Le droit à l’enracinement, une nécessité de notre époque

Carlos Juliá

, par ALAI

 

Cet article a été publié initialement en espagnol dans le n° 460 (novembre 2010) de la revue América Latina en Movimiento, intitulé Migraciones : Hacia la ciudadanía universal. Il a été traduit par Houria Lyoubi, traductrice bénévole pour rinoceros.

 

L’expulsion des travailleurs ruraux et leur concentration dans les zones périphériques des grandes villes argentines sont la conséquence de plusieurs phénomènes :
 Une demande croissante de main-d’œuvre dans les ateliers et usines qui ont ouvert suite à l’implantation de succursales d’entreprises étrangères, d’abord européennes puis nord-américaines.
 Un récent développement industriel national qui s’étend grâce à la politique de substitution aux importations qui a été mise en place durant les guerres mondiales, mais également grâce à un certain nombre de mesures d’impulsion de l’industrie nationale à travers des politiques de crédits souples et la promotion de nouvelles activités industrielles par la Banque nationale de développement.
 Des avancées sociales arrachées par les travailleurs industriels.

Autrefois, la meilleure qualité de vie ne s’obtenait que dans les grandes villes où l’on trouvait des lieux d’assistance et de soin, ainsi que pour la formation et l’éducation des enfants. C’étaient autant d’incitations pour les travailleurs ruraux à rejoindre les zones industrielles des trois principales villes d’Argentine. À Buenos Aires, Rosario et Córdoba, se sont implantés non seulement les grandes industries, mais aussi les fournisseurs des composants industriels et des éléments de montage et d’assemblage de produits finis. Autant d’éléments fondamentaux et stratégiques pour l’obtention de résultats positifs dans le rapport investissement/bénéfices.
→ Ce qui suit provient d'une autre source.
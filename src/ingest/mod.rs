pub mod business;
pub mod columns;
pub mod costs;
pub mod search_terms;
pub mod table;

pub use business::summarize_revenue;
pub use costs::{load_costs, CostTable};
pub use search_terms::{load_search_terms, IngestStats};
pub use table::{read_table_file, Table};
#[cfg(test)]
pub use table::{read_table, TableFormat};

/// Numeric coercion shared by every loader: blank, unparseable and
/// non-finite cells all read as `None` so callers can zero-fill them.
pub fn coerce_number(cell: &str) -> Option<f64> {
    let trimmed = cell.trim();
    if trimmed.is_empty() {
        return None;
    }
    trimmed.parse::<f64>().ok().filter(|v| v.is_finite())
}
use std::path::PathBuf;

use crate::cli::Cli;
use crate::error::{AppError, Result};
use crate::rules::BidModel;
use crate::types::{ActionLabel, Strategy, Variant};

/// Target ACOS used when none is configured (percent).
pub const DEFAULT_TARGET_ACOS_PCT: f64 = 35.0;

/// Allowed target ACOS range (percent, inclusive).
pub const TARGET_ACOS_MIN_PCT: f64 = 10.0;
pub const TARGET_ACOS_MAX_PCT: f64 = 60.0;

pub const DEFAULT_BASE_NAME: &str = "Product";

pub const DEFAULT_BULK_OUTPUT: &str = "enterprise_bulk_upload.csv";

/// Daily budget written on every generated Campaign record.
pub const CAMPAIGN_DAILY_BUDGET: f64 = 500.0;

/// Ad group created under every generated campaign.
pub const AD_GROUP_NAME: &str = "Main";

pub const RECORD_STATE_ENABLED: &str = "enabled";

/// Clicks at which a term reaches full confidence (100).
pub const CONFIDENCE_FULL_CLICKS: f64 = 50.0;

/// Substring that identifies the sales column in a search term report.
pub const SALES_COLUMN_NEEDLE: &str = "total sales";

/// Exact revenue column name in a business report.
pub const BUSINESS_REVENUE_COLUMN: &str = "total sales";

/// Hard waste spend thresholds: spend above this with zero sales is negated.
pub mod waste_thresholds {
    pub const BASIC: f64 = 200.0;
    pub const ENTERPRISE: f64 = 300.0;
    pub const AI: f64 = 300.0;
}

// ---------------------------------------------------------------------------
// Variant profiles
// ---------------------------------------------------------------------------

/// Label vocabulary for the three non-terminal outcomes of the decision table.
#[derive(Debug, Clone, Copy, PartialEq, Eq)]
pub struct LabelSet {
    pub scale: ActionLabel,
    pub harvest: ActionLabel,
    pub watch: ActionLabel,
}

impl LabelSet {
    pub const STANDARD: LabelSet = LabelSet {
        scale: ActionLabel::Scale,
        harvest: ActionLabel::Harvest,
        watch: ActionLabel::Watch,
    };

    pub const POTENTIAL: LabelSet = LabelSet {
        scale: ActionLabel::HighPotential,
        harvest: ActionLabel::LowPotential,
        watch: ActionLabel::Neutral,
    };
}

/// Everything that differs between variants, in one place.
#[derive(Debug, Clone, Copy, PartialEq)]
pub struct VariantProfile {
    pub default_waste_threshold: f64,
    pub labels: LabelSet,
    /// ACOS reported for a row with no sales.
    pub acos_without_sales: f64,
    /// Require spend, sales, clicks and impressions columns.
    pub strict_columns: bool,
    /// Join the SKU cost file when one is supplied.
    pub profit_mode: bool,
    /// Evaluate the Loss rule ahead of the hard waste rule.
    pub loss_before_negative: bool,
    pub bid_model: BidModel,
    pub clusters: bool,
    pub confidence: bool,
}

impl Variant {
    pub fn profile(self) -> VariantProfile {
        match self {
            Variant::Basic => VariantProfile {
                default_waste_threshold: waste_thresholds::BASIC,
                labels: LabelSet::POTENTIAL,
                acos_without_sales: 1.0,
                strict_columns: false,
                profit_mode: false,
                loss_before_negative: false,
                bid_model: BidModel::Flat,
                clusters: false,
                confidence: false,
            },
            Variant::Enterprise => VariantProfile {
                default_waste_threshold: waste_thresholds::ENTERPRISE,
                labels: LabelSet::STANDARD,
                acos_without_sales: 0.0,
                strict_columns: false,
                profit_mode: true,
                loss_before_negative: false,
                bid_model: BidModel::StrategyUplift,
                clusters: false,
                confidence: false,
            },
            Variant::Ai => VariantProfile {
                default_waste_threshold: waste_thresholds::AI,
                labels: LabelSet::STANDARD,
                acos_without_sales: 0.0,
                strict_columns: true,
                profit_mode: true,
                loss_before_negative: true,
                bid_model: BidModel::ConfidenceWeighted,
                clusters: true,
                confidence: true,
            },
        }
    }
}

// ---------------------------------------------------------------------------
// Settings: the pure parameters every stage takes
// ---------------------------------------------------------------------------

#[derive(Debug, Clone, PartialEq)]
pub struct Settings {
    pub variant: Variant,
    pub strategy: Strategy,
    /// Fraction, e.g. 0.35 for 35%.
    pub target_acos: f64,
    pub waste_threshold: f64,
    pub base_name: String,
}

impl Settings {
    /// Variant defaults with balanced strategy and the default target ACOS.
    #[cfg(test)]
    pub fn for_variant(variant: Variant) -> Self {
        Self {
            variant,
            strategy: Strategy::Balanced,
            target_acos: DEFAULT_TARGET_ACOS_PCT / 100.0,
            waste_threshold: variant.profile().default_waste_threshold,
            base_name: DEFAULT_BASE_NAME.to_string(),
        }
    }

    pub fn profile(&self) -> VariantProfile {
        self.variant.profile()
    }

    /// ROAS at which spend pays for itself under the target ACOS.
    pub fn default_breakeven_roas(&self) -> f64 {
        1.0 / self.target_acos
    }
}

// ---------------------------------------------------------------------------
// Config: settings plus the files to read and write
// ---------------------------------------------------------------------------

#[derive(Debug, Clone)]
pub struct Config {
    pub settings: Settings,
    pub log_level: String,
    pub search_terms: Option<PathBuf>,
    pub sku_costs: Option<PathBuf>,
    pub business_report: Option<PathBuf>,
    pub bulk_out: PathBuf,
    pub report_out: Option<PathBuf>,
}

impl Config {
    pub fn from_cli(cli: Cli) -> Result<Self> {
        if !(TARGET_ACOS_MIN_PCT..=TARGET_ACOS_MAX_PCT).contains(&cli.target_acos) {
            return Err(AppError::Config(format!(
                "TARGET_ACOS must be between {TARGET_ACOS_MIN_PCT:.0} and {TARGET_ACOS_MAX_PCT:.0} percent, got {}",
                cli.target_acos
            )));
        }

        let profile = cli.variant.profile();
        let waste_threshold = cli
            .waste_threshold
            .unwrap_or(profile.default_waste_threshold);
        if !waste_threshold.is_finite() || waste_threshold < 0.0 {
            return Err(AppError::Config(
                "WASTE_THRESHOLD must be a non-negative amount".to_string(),
            ));
        }

        let base_name = cli.base_name.trim().to_string();
        if base_name.is_empty() {
            return Err(AppError::Config(
                "BASE_CAMPAIGN_NAME must not be empty".to_string(),
            ));
        }

        Ok(Self {
            settings: Settings {
                variant: cli.variant,
                strategy: cli.strategy,
                target_acos: cli.target_acos / 100.0,
                waste_threshold,
                base_name,
            },
            log_level: std::env::var("LOG_LEVEL").unwrap_or_else(|_| "info".to_string()),
            search_terms: cli.search_terms,
            sku_costs: cli.sku_costs,
            business_report: cli.business_report,
            bulk_out: cli.bulk_out,
            report_out: cli.report_out,
        })
    }
}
Aujourd’hui, l’importance des équipementiers automobiles nationaux et/ou étrangères, en termes d’actionnariat majoritaire, dans la fabrication du véhicule automobile final est reconnue. Les usines terminales fonctionnent selon les principes du toyotisme, comme des lieux d’assemblage de composants dans leur majorité non fabriqués par la marque. Ce sont de grands centres industriels avec relativement peu de travailleurs et un important développement robotique, qui leur permet de lancer en peu de temps un nouveau modèle en modifiant simplement les paramètres dans les systèmes qui ordonnent et programment les véhicules. Tout ce travail est effectué par des bras en acier, alors qu’autrefois, la rapidité de la ligne de montage était déterminée par la capacité du travailleur, avec l’expérience et l’habileté nécessaires pour réaliser une tâche comme l’ajustement d’un bouton en un temps record. Aujourd’hui, le temps de production est imposé par les possibilités de programmation, en relation directe avec la robotique.

Pour nous qui lisions, avec passion, il y a de cela cinquante ou soixante ans, les actualités, les histoires et les romans dont les protagonistes étaient l’automobile et tout ce qui est en rapport avec l’industrie automobile, il est difficile de comprendre la profonde transformation qui s’est s’opérer par la suite. À l’époque, nous savions que les véhicules les mieux finis étaient ceux qui sortaient de la chaine de fabrication le mercredi, le mercredi étant le jour où les équipes étaient au complet. Le personnel avait en effet pour habitude de s’absenter les lundi et vendredi, et il fallait donc improviser et solliciter des travailleurs qui n’étaient pas habituer à effectuer certaines tâches ou à en réaliser d’autres en plus des leurs dans le but de couvrir la chaîne, le poste d’un collègue qui était soit à l’infirmerie soit en repos après les excès du weekend ou après avoir anticipé un jour férié. De fait, sortaient sur le marché des véhicules auxquels il manquait souvent quelques vis, boulons, accessoires ou qui arrivaient sans les ajustements nécessaires et avec très peu de contrôle de qualité ; avec nombre d’accidents à la clé.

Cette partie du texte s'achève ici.